TASK DESCRIPTION. The word "ServerGuard" marks the lines to keep; find each one in the data and copy it.

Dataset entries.
"""
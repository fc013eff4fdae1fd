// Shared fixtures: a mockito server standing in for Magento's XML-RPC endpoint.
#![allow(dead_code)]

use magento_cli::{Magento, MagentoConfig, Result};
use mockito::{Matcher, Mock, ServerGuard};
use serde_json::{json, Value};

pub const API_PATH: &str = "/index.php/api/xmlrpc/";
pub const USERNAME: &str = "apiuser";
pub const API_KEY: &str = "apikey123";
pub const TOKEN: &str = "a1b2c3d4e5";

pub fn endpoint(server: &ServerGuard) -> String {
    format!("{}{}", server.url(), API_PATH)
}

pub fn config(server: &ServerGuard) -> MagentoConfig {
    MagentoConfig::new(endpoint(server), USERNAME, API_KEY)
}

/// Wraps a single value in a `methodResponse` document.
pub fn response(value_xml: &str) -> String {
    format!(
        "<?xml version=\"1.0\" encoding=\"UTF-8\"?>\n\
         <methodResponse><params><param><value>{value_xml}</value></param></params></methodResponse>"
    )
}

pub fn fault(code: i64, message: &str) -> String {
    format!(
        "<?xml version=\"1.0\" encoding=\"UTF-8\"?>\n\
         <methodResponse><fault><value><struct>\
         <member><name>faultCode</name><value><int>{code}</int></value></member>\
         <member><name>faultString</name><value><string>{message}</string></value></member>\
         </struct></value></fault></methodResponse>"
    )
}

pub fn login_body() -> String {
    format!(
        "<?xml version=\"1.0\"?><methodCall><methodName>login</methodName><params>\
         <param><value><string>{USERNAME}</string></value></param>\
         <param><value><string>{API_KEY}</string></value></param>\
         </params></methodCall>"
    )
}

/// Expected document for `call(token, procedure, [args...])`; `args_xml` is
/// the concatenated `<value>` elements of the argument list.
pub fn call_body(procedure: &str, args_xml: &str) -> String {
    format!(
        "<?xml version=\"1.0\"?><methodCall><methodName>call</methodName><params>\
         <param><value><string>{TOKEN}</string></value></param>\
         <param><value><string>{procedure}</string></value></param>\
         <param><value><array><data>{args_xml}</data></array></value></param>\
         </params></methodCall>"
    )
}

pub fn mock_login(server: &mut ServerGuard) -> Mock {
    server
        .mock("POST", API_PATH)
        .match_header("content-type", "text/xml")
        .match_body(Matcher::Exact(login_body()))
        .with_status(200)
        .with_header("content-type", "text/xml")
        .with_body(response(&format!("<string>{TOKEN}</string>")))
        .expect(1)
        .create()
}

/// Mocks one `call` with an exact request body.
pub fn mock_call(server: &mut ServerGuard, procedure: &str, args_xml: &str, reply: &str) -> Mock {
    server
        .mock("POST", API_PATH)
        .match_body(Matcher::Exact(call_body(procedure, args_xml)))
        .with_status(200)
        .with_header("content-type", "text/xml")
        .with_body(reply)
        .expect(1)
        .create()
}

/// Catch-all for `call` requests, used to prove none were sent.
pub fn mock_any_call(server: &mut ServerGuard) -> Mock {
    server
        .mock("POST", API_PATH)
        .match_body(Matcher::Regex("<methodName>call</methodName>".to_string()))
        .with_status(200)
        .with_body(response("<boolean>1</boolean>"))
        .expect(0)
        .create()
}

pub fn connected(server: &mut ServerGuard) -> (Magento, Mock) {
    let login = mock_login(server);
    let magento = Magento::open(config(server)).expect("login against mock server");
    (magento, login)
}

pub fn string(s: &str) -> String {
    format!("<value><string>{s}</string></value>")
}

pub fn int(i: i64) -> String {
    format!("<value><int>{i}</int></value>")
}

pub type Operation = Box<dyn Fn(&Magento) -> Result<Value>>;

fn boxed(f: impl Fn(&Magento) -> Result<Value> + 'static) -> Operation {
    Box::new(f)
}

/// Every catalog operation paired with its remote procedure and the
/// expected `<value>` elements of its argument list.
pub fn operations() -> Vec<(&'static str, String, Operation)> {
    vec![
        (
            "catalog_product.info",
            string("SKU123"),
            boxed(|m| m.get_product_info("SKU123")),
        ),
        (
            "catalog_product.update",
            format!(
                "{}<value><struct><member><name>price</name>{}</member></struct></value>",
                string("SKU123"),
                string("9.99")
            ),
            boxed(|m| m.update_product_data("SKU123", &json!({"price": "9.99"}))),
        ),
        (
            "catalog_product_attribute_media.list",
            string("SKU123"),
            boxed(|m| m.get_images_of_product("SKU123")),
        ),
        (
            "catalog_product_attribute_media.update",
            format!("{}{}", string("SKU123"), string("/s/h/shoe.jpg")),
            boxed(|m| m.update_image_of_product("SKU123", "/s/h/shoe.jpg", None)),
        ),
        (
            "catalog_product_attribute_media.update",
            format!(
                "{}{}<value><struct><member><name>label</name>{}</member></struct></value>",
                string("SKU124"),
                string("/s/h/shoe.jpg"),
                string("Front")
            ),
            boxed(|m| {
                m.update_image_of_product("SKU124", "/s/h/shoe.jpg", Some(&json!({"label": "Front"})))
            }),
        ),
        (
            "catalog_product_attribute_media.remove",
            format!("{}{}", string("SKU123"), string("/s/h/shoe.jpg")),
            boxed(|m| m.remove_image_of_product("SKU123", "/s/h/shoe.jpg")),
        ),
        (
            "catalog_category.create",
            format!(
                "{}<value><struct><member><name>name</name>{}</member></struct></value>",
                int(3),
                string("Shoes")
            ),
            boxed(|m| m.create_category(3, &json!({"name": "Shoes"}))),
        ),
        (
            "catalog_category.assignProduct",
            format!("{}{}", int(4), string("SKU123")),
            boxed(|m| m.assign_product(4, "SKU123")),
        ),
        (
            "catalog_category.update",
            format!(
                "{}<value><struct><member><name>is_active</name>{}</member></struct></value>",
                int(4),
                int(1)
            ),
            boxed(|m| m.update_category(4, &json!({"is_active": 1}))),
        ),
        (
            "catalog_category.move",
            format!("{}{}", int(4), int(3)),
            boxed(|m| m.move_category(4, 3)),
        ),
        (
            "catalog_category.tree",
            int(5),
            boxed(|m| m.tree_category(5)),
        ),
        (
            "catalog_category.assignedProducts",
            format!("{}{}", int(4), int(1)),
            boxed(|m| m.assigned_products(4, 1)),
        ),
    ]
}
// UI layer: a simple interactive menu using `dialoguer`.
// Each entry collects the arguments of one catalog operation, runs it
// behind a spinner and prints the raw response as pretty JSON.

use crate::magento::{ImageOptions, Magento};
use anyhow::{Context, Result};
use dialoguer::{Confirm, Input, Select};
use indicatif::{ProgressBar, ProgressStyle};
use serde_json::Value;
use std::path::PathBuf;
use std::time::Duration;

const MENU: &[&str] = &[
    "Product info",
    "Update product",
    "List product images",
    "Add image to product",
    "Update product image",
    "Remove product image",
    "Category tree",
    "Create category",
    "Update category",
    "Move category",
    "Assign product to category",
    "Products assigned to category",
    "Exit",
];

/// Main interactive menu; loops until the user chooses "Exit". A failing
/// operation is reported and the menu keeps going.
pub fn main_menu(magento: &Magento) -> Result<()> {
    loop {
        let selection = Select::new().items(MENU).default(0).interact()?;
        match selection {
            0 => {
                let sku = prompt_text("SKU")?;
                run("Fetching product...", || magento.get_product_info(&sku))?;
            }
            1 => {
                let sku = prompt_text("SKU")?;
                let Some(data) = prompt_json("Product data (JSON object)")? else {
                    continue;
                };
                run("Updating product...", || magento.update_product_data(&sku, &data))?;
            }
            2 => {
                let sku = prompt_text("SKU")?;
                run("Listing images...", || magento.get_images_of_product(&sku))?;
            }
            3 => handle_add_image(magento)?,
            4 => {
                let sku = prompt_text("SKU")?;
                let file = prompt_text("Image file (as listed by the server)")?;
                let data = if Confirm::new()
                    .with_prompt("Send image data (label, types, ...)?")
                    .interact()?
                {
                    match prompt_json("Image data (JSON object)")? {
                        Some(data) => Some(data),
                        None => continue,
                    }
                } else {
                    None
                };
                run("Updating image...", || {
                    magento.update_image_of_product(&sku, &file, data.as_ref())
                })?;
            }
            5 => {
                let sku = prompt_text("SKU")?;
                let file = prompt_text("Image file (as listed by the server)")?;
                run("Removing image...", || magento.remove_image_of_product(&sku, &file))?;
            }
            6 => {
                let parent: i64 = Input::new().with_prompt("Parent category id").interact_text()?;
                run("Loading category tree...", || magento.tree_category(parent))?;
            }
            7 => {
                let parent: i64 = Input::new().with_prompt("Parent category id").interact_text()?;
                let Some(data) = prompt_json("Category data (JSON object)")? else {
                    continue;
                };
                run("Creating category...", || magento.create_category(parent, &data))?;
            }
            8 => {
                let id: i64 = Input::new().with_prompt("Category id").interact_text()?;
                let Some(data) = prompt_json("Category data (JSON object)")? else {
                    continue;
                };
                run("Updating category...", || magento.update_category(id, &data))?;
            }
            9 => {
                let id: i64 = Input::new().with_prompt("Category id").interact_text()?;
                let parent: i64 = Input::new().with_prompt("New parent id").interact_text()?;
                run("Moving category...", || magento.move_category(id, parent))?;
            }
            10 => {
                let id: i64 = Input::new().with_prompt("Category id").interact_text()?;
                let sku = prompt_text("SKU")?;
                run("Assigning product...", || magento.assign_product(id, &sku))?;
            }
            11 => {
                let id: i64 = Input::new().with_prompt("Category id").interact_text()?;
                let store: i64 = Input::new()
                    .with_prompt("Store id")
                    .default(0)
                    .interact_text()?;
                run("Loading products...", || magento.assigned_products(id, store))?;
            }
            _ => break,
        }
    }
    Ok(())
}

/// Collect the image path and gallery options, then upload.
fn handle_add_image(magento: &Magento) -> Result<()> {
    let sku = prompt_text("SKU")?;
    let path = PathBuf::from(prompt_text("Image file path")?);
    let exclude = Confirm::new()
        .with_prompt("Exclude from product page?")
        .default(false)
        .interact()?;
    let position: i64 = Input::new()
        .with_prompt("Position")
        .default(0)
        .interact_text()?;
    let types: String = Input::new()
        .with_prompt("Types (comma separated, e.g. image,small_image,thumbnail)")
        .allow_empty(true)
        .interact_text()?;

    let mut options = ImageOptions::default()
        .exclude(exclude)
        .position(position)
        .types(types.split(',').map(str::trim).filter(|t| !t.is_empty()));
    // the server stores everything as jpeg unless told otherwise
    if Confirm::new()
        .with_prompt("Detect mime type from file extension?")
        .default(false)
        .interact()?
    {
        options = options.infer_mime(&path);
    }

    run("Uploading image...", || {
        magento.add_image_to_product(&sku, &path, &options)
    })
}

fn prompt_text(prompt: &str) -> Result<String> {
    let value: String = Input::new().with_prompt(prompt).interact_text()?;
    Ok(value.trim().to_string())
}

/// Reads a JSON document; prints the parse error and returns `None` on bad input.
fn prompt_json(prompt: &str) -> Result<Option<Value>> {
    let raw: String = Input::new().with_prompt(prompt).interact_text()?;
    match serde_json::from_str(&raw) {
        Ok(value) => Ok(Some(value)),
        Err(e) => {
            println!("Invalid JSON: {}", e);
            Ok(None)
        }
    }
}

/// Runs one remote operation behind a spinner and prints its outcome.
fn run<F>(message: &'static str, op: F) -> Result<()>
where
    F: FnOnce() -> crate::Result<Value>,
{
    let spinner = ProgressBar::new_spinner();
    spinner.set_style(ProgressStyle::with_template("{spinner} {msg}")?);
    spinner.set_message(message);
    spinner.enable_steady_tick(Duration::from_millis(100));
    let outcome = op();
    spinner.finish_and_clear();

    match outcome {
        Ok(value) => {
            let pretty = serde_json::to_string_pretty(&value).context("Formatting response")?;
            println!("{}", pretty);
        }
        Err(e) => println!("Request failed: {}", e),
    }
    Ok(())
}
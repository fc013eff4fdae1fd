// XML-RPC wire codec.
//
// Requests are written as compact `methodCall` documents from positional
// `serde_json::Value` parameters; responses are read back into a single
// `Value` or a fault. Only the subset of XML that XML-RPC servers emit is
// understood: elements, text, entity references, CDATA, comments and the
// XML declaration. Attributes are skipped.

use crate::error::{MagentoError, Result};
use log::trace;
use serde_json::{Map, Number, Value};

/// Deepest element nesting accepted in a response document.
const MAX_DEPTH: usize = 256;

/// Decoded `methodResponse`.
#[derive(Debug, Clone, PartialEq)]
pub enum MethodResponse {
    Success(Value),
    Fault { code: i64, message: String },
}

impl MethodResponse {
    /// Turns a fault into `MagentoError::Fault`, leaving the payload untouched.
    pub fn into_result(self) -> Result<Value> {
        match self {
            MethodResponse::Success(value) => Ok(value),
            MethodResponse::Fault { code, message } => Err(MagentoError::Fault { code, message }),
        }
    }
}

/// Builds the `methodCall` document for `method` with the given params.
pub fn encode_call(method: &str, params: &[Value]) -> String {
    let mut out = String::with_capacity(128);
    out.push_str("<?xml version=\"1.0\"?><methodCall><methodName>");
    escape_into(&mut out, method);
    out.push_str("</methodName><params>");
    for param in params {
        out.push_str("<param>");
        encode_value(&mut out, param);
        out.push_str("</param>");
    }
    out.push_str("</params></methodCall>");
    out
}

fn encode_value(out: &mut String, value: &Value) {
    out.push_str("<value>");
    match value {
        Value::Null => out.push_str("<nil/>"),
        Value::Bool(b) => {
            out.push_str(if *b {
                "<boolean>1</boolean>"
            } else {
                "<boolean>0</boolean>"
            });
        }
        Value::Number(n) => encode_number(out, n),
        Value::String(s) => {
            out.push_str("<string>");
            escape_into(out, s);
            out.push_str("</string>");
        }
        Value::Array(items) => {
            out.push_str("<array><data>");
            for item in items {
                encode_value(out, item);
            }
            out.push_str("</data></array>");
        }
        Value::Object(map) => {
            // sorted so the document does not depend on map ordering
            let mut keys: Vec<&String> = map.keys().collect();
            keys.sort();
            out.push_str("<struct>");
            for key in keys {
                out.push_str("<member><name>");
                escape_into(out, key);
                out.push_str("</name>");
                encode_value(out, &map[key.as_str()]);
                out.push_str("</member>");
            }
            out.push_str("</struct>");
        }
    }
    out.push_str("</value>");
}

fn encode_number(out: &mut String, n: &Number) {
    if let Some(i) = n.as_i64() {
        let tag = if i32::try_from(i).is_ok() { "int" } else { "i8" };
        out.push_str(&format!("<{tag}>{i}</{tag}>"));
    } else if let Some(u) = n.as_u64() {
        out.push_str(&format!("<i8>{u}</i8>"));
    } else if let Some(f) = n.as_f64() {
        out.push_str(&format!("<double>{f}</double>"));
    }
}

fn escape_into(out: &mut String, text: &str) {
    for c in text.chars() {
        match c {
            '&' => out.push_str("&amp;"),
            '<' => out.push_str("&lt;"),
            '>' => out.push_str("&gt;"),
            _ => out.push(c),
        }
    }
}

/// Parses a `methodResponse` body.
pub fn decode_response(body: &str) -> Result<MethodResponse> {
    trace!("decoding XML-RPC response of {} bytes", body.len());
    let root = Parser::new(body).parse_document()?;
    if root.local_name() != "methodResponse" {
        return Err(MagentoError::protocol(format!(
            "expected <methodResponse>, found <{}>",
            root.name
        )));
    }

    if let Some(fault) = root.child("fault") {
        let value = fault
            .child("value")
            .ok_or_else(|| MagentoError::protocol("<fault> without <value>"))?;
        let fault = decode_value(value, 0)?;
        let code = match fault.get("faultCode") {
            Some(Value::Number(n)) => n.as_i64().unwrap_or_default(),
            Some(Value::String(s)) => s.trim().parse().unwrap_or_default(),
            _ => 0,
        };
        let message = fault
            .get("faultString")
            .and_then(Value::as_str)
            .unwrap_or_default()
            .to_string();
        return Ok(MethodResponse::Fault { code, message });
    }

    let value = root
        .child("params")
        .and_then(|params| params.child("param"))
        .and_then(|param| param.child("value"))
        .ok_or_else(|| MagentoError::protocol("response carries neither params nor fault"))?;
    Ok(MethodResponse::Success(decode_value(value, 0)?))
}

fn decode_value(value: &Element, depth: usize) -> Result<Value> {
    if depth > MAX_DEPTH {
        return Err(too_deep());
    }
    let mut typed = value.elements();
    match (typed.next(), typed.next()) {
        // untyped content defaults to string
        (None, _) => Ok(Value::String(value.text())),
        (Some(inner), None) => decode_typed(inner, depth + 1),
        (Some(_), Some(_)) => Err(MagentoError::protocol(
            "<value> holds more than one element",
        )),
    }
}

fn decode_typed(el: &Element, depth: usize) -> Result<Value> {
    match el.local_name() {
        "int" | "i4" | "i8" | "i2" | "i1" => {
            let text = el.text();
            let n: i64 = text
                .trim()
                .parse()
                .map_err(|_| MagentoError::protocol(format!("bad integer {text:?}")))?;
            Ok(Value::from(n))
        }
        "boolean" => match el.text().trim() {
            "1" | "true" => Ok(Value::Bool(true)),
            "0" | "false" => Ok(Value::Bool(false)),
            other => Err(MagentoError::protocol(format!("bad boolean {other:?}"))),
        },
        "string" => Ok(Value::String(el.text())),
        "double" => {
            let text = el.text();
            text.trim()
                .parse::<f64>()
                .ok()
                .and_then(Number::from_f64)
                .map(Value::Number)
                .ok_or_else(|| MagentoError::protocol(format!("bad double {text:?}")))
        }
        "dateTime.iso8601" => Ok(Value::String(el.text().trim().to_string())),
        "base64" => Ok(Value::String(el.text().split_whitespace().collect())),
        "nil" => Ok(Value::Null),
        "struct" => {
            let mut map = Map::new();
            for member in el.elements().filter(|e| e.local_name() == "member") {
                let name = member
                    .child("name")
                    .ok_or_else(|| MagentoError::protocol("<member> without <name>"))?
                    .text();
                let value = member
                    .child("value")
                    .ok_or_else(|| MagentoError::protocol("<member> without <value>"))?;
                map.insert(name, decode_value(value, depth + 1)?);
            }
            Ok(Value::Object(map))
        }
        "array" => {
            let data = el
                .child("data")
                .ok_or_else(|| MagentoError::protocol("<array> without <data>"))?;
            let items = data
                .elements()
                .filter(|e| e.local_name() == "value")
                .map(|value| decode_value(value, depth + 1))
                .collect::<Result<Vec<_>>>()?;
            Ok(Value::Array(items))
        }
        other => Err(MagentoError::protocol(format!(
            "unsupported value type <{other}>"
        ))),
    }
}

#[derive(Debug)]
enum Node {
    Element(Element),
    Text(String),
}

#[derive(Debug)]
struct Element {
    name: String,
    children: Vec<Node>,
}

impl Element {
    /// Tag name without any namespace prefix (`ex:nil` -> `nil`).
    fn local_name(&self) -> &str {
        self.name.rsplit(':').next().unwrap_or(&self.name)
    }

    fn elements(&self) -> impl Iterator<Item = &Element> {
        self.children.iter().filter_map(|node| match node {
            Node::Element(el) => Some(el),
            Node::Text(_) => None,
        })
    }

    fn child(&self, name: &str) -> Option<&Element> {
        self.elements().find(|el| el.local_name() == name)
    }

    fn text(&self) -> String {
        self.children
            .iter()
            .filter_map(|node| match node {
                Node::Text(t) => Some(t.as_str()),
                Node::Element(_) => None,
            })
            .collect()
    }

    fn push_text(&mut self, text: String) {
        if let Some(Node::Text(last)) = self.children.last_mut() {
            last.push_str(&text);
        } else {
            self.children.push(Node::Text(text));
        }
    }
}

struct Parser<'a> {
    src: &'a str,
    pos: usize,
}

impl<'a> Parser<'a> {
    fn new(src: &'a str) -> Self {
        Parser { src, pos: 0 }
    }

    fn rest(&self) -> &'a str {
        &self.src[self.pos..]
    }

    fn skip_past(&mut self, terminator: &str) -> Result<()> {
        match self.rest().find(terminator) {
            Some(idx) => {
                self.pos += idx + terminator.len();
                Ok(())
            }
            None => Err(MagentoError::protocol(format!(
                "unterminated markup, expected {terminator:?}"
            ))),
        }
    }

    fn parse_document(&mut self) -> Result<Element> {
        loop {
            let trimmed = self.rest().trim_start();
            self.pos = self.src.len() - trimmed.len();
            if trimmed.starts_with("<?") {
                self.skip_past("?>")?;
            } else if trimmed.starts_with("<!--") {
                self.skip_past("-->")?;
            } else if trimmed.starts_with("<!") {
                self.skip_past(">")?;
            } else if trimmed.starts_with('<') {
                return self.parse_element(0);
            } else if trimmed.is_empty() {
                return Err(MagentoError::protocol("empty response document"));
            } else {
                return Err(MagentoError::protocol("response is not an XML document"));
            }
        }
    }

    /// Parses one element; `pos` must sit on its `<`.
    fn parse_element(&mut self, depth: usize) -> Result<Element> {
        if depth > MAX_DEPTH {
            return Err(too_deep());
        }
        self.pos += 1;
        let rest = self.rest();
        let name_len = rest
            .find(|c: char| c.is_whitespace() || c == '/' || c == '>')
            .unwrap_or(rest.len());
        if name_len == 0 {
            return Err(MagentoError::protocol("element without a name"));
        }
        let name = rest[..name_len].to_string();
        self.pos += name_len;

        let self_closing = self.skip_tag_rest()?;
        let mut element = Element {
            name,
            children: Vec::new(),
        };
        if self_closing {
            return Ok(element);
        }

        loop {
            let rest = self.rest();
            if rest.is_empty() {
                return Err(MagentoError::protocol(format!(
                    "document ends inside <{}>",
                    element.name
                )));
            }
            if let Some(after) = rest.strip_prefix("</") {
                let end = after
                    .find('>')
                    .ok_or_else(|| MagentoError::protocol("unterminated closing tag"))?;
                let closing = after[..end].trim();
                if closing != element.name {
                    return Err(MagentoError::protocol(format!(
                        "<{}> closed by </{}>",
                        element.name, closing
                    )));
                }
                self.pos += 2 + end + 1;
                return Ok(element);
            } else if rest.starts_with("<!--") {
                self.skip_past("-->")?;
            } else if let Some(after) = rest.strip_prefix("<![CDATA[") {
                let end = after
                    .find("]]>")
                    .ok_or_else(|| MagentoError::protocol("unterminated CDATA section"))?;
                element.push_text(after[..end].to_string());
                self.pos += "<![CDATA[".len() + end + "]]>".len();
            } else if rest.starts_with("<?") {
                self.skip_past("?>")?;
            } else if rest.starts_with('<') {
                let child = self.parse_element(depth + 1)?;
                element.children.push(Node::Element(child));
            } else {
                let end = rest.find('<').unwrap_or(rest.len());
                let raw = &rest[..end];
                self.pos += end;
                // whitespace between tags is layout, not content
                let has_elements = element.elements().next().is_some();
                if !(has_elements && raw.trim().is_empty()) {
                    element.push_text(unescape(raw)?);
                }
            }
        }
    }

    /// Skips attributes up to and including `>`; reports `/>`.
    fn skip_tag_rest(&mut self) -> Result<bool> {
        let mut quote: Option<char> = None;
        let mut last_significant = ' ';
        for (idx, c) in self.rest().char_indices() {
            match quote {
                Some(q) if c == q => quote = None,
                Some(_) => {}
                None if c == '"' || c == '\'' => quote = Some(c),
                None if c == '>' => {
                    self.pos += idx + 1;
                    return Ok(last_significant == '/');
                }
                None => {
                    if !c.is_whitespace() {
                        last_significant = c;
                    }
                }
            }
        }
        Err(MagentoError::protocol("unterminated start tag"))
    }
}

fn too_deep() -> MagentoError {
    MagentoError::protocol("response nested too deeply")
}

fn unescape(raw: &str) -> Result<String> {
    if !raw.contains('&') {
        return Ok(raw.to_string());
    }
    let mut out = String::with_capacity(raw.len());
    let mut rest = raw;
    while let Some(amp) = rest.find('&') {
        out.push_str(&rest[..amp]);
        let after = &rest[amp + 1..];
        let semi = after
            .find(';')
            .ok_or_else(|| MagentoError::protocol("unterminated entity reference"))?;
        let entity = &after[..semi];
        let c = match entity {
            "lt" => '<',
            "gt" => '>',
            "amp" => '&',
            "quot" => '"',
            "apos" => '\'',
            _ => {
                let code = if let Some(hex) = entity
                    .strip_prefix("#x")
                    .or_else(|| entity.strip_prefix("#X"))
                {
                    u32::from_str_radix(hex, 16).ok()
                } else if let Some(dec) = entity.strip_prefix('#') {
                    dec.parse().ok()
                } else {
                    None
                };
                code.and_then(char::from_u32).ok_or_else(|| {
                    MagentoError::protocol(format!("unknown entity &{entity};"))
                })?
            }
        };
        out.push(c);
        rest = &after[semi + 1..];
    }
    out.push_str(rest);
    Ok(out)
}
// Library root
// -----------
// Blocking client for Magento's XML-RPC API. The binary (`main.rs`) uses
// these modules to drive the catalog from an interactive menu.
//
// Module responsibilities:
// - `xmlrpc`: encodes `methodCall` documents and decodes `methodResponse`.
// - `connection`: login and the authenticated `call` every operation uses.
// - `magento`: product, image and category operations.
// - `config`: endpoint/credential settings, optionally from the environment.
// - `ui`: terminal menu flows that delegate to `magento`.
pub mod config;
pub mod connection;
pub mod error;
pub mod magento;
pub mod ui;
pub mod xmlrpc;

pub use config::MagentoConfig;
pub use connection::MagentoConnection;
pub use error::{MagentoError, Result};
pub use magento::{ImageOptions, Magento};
"""
TASK RESULT.
use mockito::{Matcher, Mock, ServerGuard};
pub fn endpoint(server: &ServerGuard) -> String {
pub fn config(server: &ServerGuard) -> MagentoConfig {
pub fn mock_login(server: &mut ServerGuard) -> Mock {
pub fn mock_call(server: &mut ServerGuard, procedure: &str, args_xml: &str, reply: &str) -> Mock {
pub fn mock_any_call(server: &mut ServerGuard) -> Mock {
pub fn connected(server: &mut ServerGuard) -> (Magento, Mock) {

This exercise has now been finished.